Years later, Stewart compares a picture of his father to the Zodiac police sketch and believes they are one and the same. A distinctive scar on his father’s thumb sort of matches a thumbprint found at Paul Stine’s crime scene, and his name allegedly is spelled out in one of the ciphers.
Shortly after the attacks on Cecelia Shepard and Bryan Hartnell, publicist Chris Harris comes to Napa, California to work on a documentary about the Zodiac. Having lunch at a diner, Harris notices someone shooting glances at him and quickly leaves when the fellow diner says “you have no idea what it’s like to kill.” It’s not until he sees Earl Van Best, Jr.’s photo on the cover of Stewart’s book years later that he recognizes the strange diner and realizes he may have met the Zodiac.

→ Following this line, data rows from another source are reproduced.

#[cfg(test)]
mod tests {
    use super::*;
    use crate::cpu::SimulatedCpu;

    fn ivar(id: u32) -> Var {
        Var::new(id, ValueType::Int)
    }

    fn optimizer(cpu: &SimulatedCpu) -> Optimizer<'_> {
        Optimizer::new(cpu, VarAllocator::starting_at(100), CallPureResults::default())
    }

    // -------------------------------------------------------------------------
    // Folding
    // -------------------------------------------------------------------------

    #[test]
    fn test_fold_int_arith_wraps() {
        assert_eq!(
            fold_constant(Opcode::IntAdd, &[Const::Int(i64::MAX), Const::Int(1)]),
            Some(Const::Int(i64::MIN))
        );
        assert_eq!(
            fold_constant(Opcode::IntFloordiv, &[Const::Int(-7), Const::Int(2)]),
            Some(Const::Int(-3))
        );
        assert_eq!(fold_constant(Opcode::IntFloordiv, &[Const::Int(1), Const::Int(0)]), None);
    }

    #[test]
    fn test_fold_shifts() {
        assert_eq!(
            fold_constant(Opcode::UintRshift, &[Const::Int(-1), Const::Int(60)]),
            Some(Const::Int(15))
        );
        assert_eq!(fold_constant(Opcode::IntLshift, &[Const::Int(1), Const::Int(64)]), None);
    }

    #[test]
    fn test_fold_signext() {
        assert_eq!(
            fold_constant(Opcode::IntSignext, &[Const::Int(0xff), Const::Int(1)]),
            Some(Const::Int(-1))
        );
    }

    #[test]
    fn test_fold_float_compare_nan() {
        let nan = Const::Float(f64::NAN);
        assert_eq!(fold_constant(Opcode::FloatEq, &[nan, nan]), Some(Const::Int(0)));
        assert_eq!(fold_constant(Opcode::FloatNe, &[nan, nan]), Some(Const::Int(1)));
    }

    #[test]
    fn test_fold_cast_out_of_range() {
        assert_eq!(fold_constant(Opcode::CastFloatToInt, &[Const::Float(1e30)]), None);
        assert_eq!(
            fold_constant(Opcode::CastFloatToInt, &[Const::Float(-2.7)]),
            Some(Const::Int(-2))
        );
    }

    // -------------------------------------------------------------------------
    // Emission
    // -------------------------------------------------------------------------

    #[test]
    fn test_emit_folds_constants() {
        let cpu = SimulatedCpu::sse();
        let mut opt = optimizer(&cpu);
        let r = ivar(1);
        let op = Operation::new(Opcode::IntAdd, [Value::int(2), Value::int(3)], Some(r));
        assert!(!opt.emit_operation(op).unwrap());
        assert_eq!(opt.get_box_replacement(r.into()), Value::int(5));
        assert!(opt.new_operations().is_empty());
    }

    #[test]
    fn test_emit_reuses_pure_result() {
        let cpu = SimulatedCpu::sse();
        let mut opt = optimizer(&cpu);
        let (a, r1, r2) = (ivar(0), ivar(1), ivar(2));
        let args = [Value::Var(a), Value::int(3)];
        assert!(opt
            .emit_operation(Operation::new(Opcode::IntMul, args, Some(r1)))
            .unwrap());
        assert!(!opt
            .emit_operation(Operation::new(Opcode::IntMul, args, Some(r2)))
            .unwrap());
        assert_eq!(opt.get_box_replacement(r2.into()), Value::Var(r1));
    }

    #[test]
    fn test_emit_forces_replacements_into_snapshot() {
        let cpu = SimulatedCpu::sse();
        let mut opt = optimizer(&cpu);
        let (a, b) = (ivar(0), ivar(1));
        opt.make_equal_to(b, Value::Var(a));
        let guard = Operation::new(Opcode::GuardTrue, [Value::Var(b)], None)
            .with_snapshot(Snapshot::root([Value::Var(b)]));
        opt.emit_operation(guard).unwrap();
        let emitted = &opt.new_operations()[0];
        assert_eq!(emitted.arg(0), Value::Var(a));
        assert_eq!(emitted.fail_args().collect::<Vec<_>>(), vec![Value::Var(a)]);
    }

    #[test]
    fn test_forward_bound_decides_comparison() {
        let cpu = SimulatedCpu::sse();
        let mut opt = optimizer(&cpu);
        let (a, masked, cmp) = (ivar(0), ivar(1), ivar(2));
        opt.emit_operation(Operation::new(
            Opcode::IntAnd,
            [Value::Var(a), Value::int(7)],
            Some(masked),
        ))
        .unwrap();
        assert_eq!(opt.getintbound(masked.into()), IntBound::new(0, 7));
        let lt = Operation::new(Opcode::IntLt, [Value::Var(masked), Value::int(8)], Some(cmp));
        assert!(!opt.emit_operation(lt).unwrap());
        assert_eq!(opt.get_constant_int(cmp.into()), Some(1));
    }

    #[test]
    fn test_narrow_from_guard() {
        let cpu = SimulatedCpu::sse();
        let mut opt = optimizer(&cpu);
        let (i, cmp) = (ivar(0), ivar(1));
        opt.emit_operation(Operation::new(
            Opcode::IntLt,
            [Value::Var(i), Value::int(10)],
            Some(cmp),
        ))
        .unwrap();
        opt.narrow_from_guard(cmp.into(), true).unwrap();
        assert_eq!(opt.getintbound(i.into()).upper, 9);

        let (j, cmp2) = (ivar(2), ivar(3));
        opt.emit_operation(Operation::new(
            Opcode::IntLt,
            [Value::Var(j), Value::int(0)],
            Some(cmp2),
        ))
        .unwrap();
        opt.narrow_from_guard(cmp2.into(), false).unwrap();
        assert!(opt.getintbound(j.into()).known_nonnegative());
    }

    #[test]
    fn test_narrow_to_constant_replaces() {
        let cpu = SimulatedCpu::sse();
        let mut opt = optimizer(&cpu);
        let (i, cmp) = (ivar(0), ivar(1));
        opt.emit_operation(Operation::new(
            Opcode::IntEq,
            [Value::Var(i), Value::int(4)],
            Some(cmp),
        ))
        .unwrap();
        opt.narrow_from_guard(cmp.into(), true).unwrap();
        assert_eq!(opt.get_box_replacement(i.into()), Value::int(4));
    }

    #[test]
    fn test_constant_ptr_info() {
        let cpu = SimulatedCpu::sse().with_object(0x100, 0x8, 1);
        let opt = optimizer(&cpu);
        assert!(opt.ptr_info(Value::ptr(0)).is_null());
        let info = opt.ptr_info(Value::ptr(0x100));
        assert!(info.is_nonnull());
        assert_eq!(info.known_class(), Some(0x8));
    }
}
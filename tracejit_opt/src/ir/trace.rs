//! Traces and a builder for writing them by hand.

use std::fmt;
use std::sync::Arc;

use rustc_hash::FxHashMap;

use super::descr::{ArrayDescr, CallDescr, Descr, GuardDescr, TargetToken};
use super::opcode::{Opcode, ResultClass};
use super::operation::Operation;
use super::snapshot::Snapshot;
use super::value::{Const, ConstKey, Value, ValueType, Var, VarAllocator};

/// Results of pure calls observed while recording, keyed by the constant
/// arguments (call target included).
pub type CallPureResults = FxHashMap<Vec<ConstKey>, Const>;

/// A linear sequence of operations, optionally a loop
/// (`LABEL ... JUMP`).
#[derive(Debug, Clone, Default)]
pub struct Trace {
    pub ops: Vec<Operation>,
    pub vars: VarAllocator,
    pub call_pure_results: CallPureResults,
}

impl Trace {
    /// Wrap `ops`, reserving every box id they mention.
    pub fn from_ops(ops: Vec<Operation>) -> Self {
        let mut vars = VarAllocator::default();
        for op in &ops {
            if let Some(r) = op.result {
                vars.reserve(r);
            }
            for v in op.uses() {
                if let Some(var) = v.var() {
                    vars.reserve(var);
                }
            }
        }
        Self {
            ops,
            vars,
            call_pure_results: CallPureResults::default(),
        }
    }

    /// Same allocator and call results, different operations.
    pub fn with_ops(&self, ops: Vec<Operation>) -> Self {
        Self {
            ops,
            vars: self.vars.clone(),
            call_pure_results: self.call_pure_results.clone(),
        }
    }

    pub fn record_call_pure_result(&mut self, args: &[Const], result: Const) {
        let key = args.iter().map(|&c| ConstKey(c)).collect();
        self.call_pure_results.insert(key, result);
    }

    #[inline]
    pub fn len(&self) -> usize {
        self.ops.len()
    }

    #[inline]
    pub fn is_empty(&self) -> bool {
        self.ops.is_empty()
    }

    /// `LABEL ... JUMP` or `LABEL ... LABEL`.
    pub fn is_loop(&self) -> bool {
        match (self.ops.first(), self.ops.last()) {
            (Some(first), Some(last)) if self.ops.len() >= 2 => {
                first.opcode == Opcode::Label
                    && matches!(last.opcode, Opcode::Jump | Opcode::Label)
            }
            _ => false,
        }
    }

    pub fn count(&self, opcode: Opcode) -> usize {
        self.ops.iter().filter(|op| op.opcode == opcode).count()
    }
}

impl fmt::Display for Trace {
    fn fmt(&self, f: &mut fmt::Formatter<'_>) -> fmt::Result {
        for op in &self.ops {
            writeln!(f, "{}", op)?;
        }
        Ok(())
    }
}

// =============================================================================
// Builder
// =============================================================================

/// Incremental trace construction, mostly for tests and benchmarks.
#[derive(Debug, Default)]
pub struct TraceBuilder {
    ops: Vec<Operation>,
    vars: VarAllocator,
    call_pure_results: CallPureResults,
}

impl TraceBuilder {
    pub fn new() -> Self {
        Self::default()
    }

    /// New input box.
    pub fn input(&mut self, ty: ValueType) -> Var {
        self.vars.fresh(ty)
    }

    pub fn int(&mut self) -> Var {
        self.input(ValueType::Int)
    }

    pub fn float(&mut self) -> Var {
        self.input(ValueType::Float)
    }

    pub fn ptr(&mut self) -> Var {
        self.input(ValueType::Ref)
    }

    /// Append a prepared operation.
    pub fn push(&mut self, op: Operation) {
        if let Some(r) = op.result {
            self.vars.reserve(r);
        }
        self.ops.push(op);
    }

    pub fn label(&mut self, args: &[Var], token: u32) {
        self.push(
            Operation::new(Opcode::Label, args.iter().map(|&v| Value::Var(v)), None)
                .with_descr(Descr::Target(TargetToken(token))),
        );
    }

    pub fn jump(&mut self, args: &[Value], token: u32) {
        self.push(
            Operation::new(Opcode::Jump, args.iter().copied(), None)
                .with_descr(Descr::Target(TargetToken(token))),
        );
    }

    /// Operation whose result type follows from its opcode. Returns the
    /// result box, or `None` for void opcodes.
    pub fn op(&mut self, opcode: Opcode, args: &[Value]) -> Option<Var> {
        let ty = match opcode.result_class() {
            ResultClass::Int => Some(ValueType::Int),
            ResultClass::Float => Some(ValueType::Float),
            ResultClass::Ref => Some(ValueType::Ref),
            ResultClass::Void => None,
            ResultClass::FromDescr | ResultClass::Explicit => {
                panic!("{} needs an explicit result type", opcode)
            }
        };
        let result = ty.map(|t| self.vars.fresh(t));
        self.push(Operation::new(opcode, args.iter().copied(), result));
        result
    }

    /// Pure integer/float operation with a result.
    pub fn pure(&mut self, opcode: Opcode, args: &[Value]) -> Var {
        match self.op(opcode, args) {
            Some(v) => v,
            None => panic!("{} has no result", opcode),
        }
    }

    /// Operation with an explicit result type.
    pub fn typed(&mut self, opcode: Opcode, args: &[Value], ty: ValueType) -> Var {
        let result = self.vars.fresh(ty);
        self.push(Operation::new(opcode, args.iter().copied(), Some(result)));
        result
    }

    pub fn load(&mut self, opcode: Opcode, args: &[Value], descr: &Arc<ArrayDescr>) -> Var {
        let result = self.vars.fresh(descr.item_type());
        self.push(
            Operation::new(opcode, args.iter().copied(), Some(result))
                .with_descr(Descr::Array(Arc::clone(descr))),
        );
        result
    }

    pub fn store(&mut self, opcode: Opcode, args: &[Value], descr: &Arc<ArrayDescr>) {
        self.push(
            Operation::new(opcode, args.iter().copied(), None).with_descr(Descr::Array(Arc::clone(descr))),
        );
    }

    pub fn call(
        &mut self,
        opcode: Opcode,
        args: &[Value],
        descr: &Arc<CallDescr>,
        ty: Option<ValueType>,
    ) -> Option<Var> {
        let result = ty.map(|t| self.vars.fresh(t));
        self.push(
            Operation::new(opcode, args.iter().copied(), result).with_descr(Descr::Call(Arc::clone(descr))),
        );
        result
    }

    /// Guard with a single-frame snapshot.
    pub fn guard(&mut self, opcode: Opcode, args: &[Value], fail_args: &[Value]) {
        self.push(
            Operation::new(opcode, args.iter().copied(), None)
                .with_descr(Descr::Guard(GuardDescr::default()))
                .with_snapshot(Snapshot::root(fail_args.iter().copied())),
        );
    }

    pub fn record_call_pure_result(&mut self, args: &[Const], result: Const) {
        let key = args.iter().map(|&c| ConstKey(c)).collect();
        self.call_pure_results.insert(key, result);
    }

    pub fn build(self) -> Trace {
        Trace {
            ops: self.ops,
            vars: self.vars,
            call_pure_results: self.call_pure_results,
        }
    }
}

#[cfg(test)]
mod tests {
    use super::*;

    #[test]
    fn test_builder_loop_shape() {
        let mut b = TraceBuilder::new();
        let i0 = b.int();
        b.label(&[i0], 0);
        let i1 = b.pure(Opcode::IntAdd, &[i0.into(), Value::int(1)]);
        b.jump(&[i1.into()], 0);
        let trace = b.build();
        assert!(trace.is_loop());
        assert_eq!(trace.len(), 3);
        assert_eq!(trace.count(Opcode::IntAdd), 1);
    }

    #[test]
    fn test_from_ops_reserves_ids() {
        let a = Var::new(7, ValueType::Int);
        let ops = vec![Operation::new(Opcode::Label, [Value::Var(a)], None)];
        let mut trace = Trace::from_ops(ops);
        assert_eq!(trace.vars.fresh(ValueType::Int).id(), 8);
        assert!(!trace.is_loop());
    }

    #[test]
    fn test_display_lists_ops() {
        let mut b = TraceBuilder::new();
        let i0 = b.int();
        b.label(&[i0], 0);
        b.jump(&[i0.into()], 0);
        assert_eq!(b.build().to_string(), "label(i0)\njump(i0)\n");
    }
}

Before launching into the final scenes of the episode, Unsolved Murders: True Crime Stories show hosts Carter and Wenndy tease listeners about the jokes circulating the internet about Ted Cruz being the Zodiac. Since Cruz wasn’t born until 1970, the joke is just that – a joke.
With a bit more commentary mixed in, listeners are left with Detectives Toschi and Armstrong slapping down the Zodiac case files in exasperation and Arthur Leigh Allen asking his friend Don Cheney to lick an envelope for him.